use clap::{Parser, Subcommand};
use kademlia_dht::cli;
use kademlia_dht::utils::setup_logging;
use kademlia_dht::{Config, Node, Result};
use log::{LevelFilter, info};
use std::path::PathBuf;

#[derive(Parser)]
#[command(name = "kademlia-dht")]
#[command(about = "A Kademlia distributed hash table node")]
#[command(version)]
struct Cli {
    /// Log level (error, warn, info, debug, trace)
    #[arg(long, global = true, default_value = "info")]
    log_level: LevelFilter,
    /// Append logs to this file instead of stdout
    #[arg(long, global = true)]
    log_file: Option<PathBuf>,
    #[command(subcommand)]
    command: Commands,
}

#[derive(Subcommand)]
enum Commands {
    /// Start a node and open the interactive shell
    Start {
        /// Interface to bind
        #[arg(long, default_value = "0.0.0.0")]
        host: String,
        /// UDP port to listen on
        #[arg(short, long, default_value = "8080")]
        port: u16,
        /// Fixed node id (40 hex characters), random if omitted
        #[arg(long)]
        id: Option<String>,
        /// Bootstrap peer address (host:port)
        #[arg(short, long)]
        bootstrap: Option<String>,
        /// Id of the bootstrap peer
        #[arg(long)]
        bootstrap_id: Option<String>,
        /// Lookup concurrency
        #[arg(long, default_value = "3")]
        alpha: usize,
        /// Run without the shell until Ctrl+C
        #[arg(long)]
        no_shell: bool,
    },
    /// Store a value through a bootstrap peer and print its key
    Put {
        value: String,
        /// Bootstrap peer address (host:port)
        #[arg(short, long)]
        bootstrap: String,
    },
    /// Look up a value by key through a bootstrap peer
    Get {
        hash: String,
        /// Bootstrap peer address (host:port)
        #[arg(short, long)]
        bootstrap: String,
    },
}

fn client_config(bootstrap: String) -> Config {
    Config {
        port: 0,
        bootstrap_peer: Some(bootstrap),
        ..Config::default()
    }
}

#[tokio::main]
async fn main() -> Result<()> {
    let cli = Cli::parse();
    setup_logging(cli.log_level, cli.log_file.as_deref());

    match cli.command {
        Commands::Start {
            host,
            port,
            id,
            bootstrap,
            bootstrap_id,
            alpha,
            no_shell,
        } => {
            let defaults = Config::default();
            let config = Config {
                host,
                port,
                node_id: id,
                bootstrap_peer: bootstrap,
                bootstrap_id: bootstrap_id.unwrap_or(defaults.bootstrap_id),
                alpha,
                ..defaults
            };

            let node = Node::new(config).await?;
            node.start().await?;

            if no_shell {
                tokio::signal::ctrl_c().await?;
                info!("Ctrl+C received, shutting down");
            } else {
                tokio::select! {
                    result = cli::run_shell(&node) => result?,
                    _ = tokio::signal::ctrl_c() => {
                        info!("Ctrl+C received, shutting down");
                    }
                }
            }
            node.shutdown().await;
        }
        Commands::Put { value, bootstrap } => {
            let node = Node::new(client_config(bootstrap)).await?;
            node.start().await?;
            let key = node.store_value(&value).await?;
            println!("{}", key);
            node.shutdown().await;
        }
        Commands::Get { hash, bootstrap } => {
            let node = Node::new(client_config(bootstrap)).await?;
            node.start().await?;
            match node.find_value(&hash).await? {
                Some(value) => println!("{}", value),
                None => println!("Value not found"),
            }
            node.shutdown().await;
        }
    }

    Ok(())
}
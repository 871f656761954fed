//! Kademlia data model
//!
//! Identifiers and the XOR metric, contacts, k-buckets and the routing
//! table, plus the RPC envelope exchanged between nodes.

mod bucket;
mod contact;
mod node_id;
mod routing_table;
mod rpc;

pub use bucket::{BUCKET_SIZE, Bucket, BucketInsert};
pub use contact::Contact;
pub use node_id::{ID_BITS, ID_LENGTH, NodeId};
pub use routing_table::{AddContact, RoutingTable};
pub use rpc::{Message, Payload, RpcType};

★ ★ ★ ★ ★ ★ ★

Work to be completed: Extract the lines above, from the first one through the one containing "random if omitted", and return only those, unchanged.

Answer section:
use clap::{Parser, Subcommand};
use kademlia_dht::cli;
use kademlia_dht::utils::setup_logging;
use kademlia_dht::{Config, Node, Result};
use log::{LevelFilter, info};
use std::path::PathBuf;

#[derive(Parser)]
#[command(name = "kademlia-dht")]
#[command(about = "A Kademlia distributed hash table node")]
#[command(version)]
struct Cli {
    /// Log level (error, warn, info, debug, trace)
    #[arg(long, global = true, default_value = "info")]
    log_level: LevelFilter,
    /// Append logs to this file instead of stdout
    #[arg(long, global = true)]
    log_file: Option<PathBuf>,
    #[command(subcommand)]
    command: Commands,
}

#[derive(Subcommand)]
enum Commands {
    /// Start a node and open the interactive shell
    Start {
        /// Interface to bind
        #[arg(long, default_value = "0.0.0.0")]
        host: String,
        /// UDP port to listen on
        #[arg(short, long, default_value = "8080")]
        port: u16,
        /// Fixed node id (40 hex characters), random if omitted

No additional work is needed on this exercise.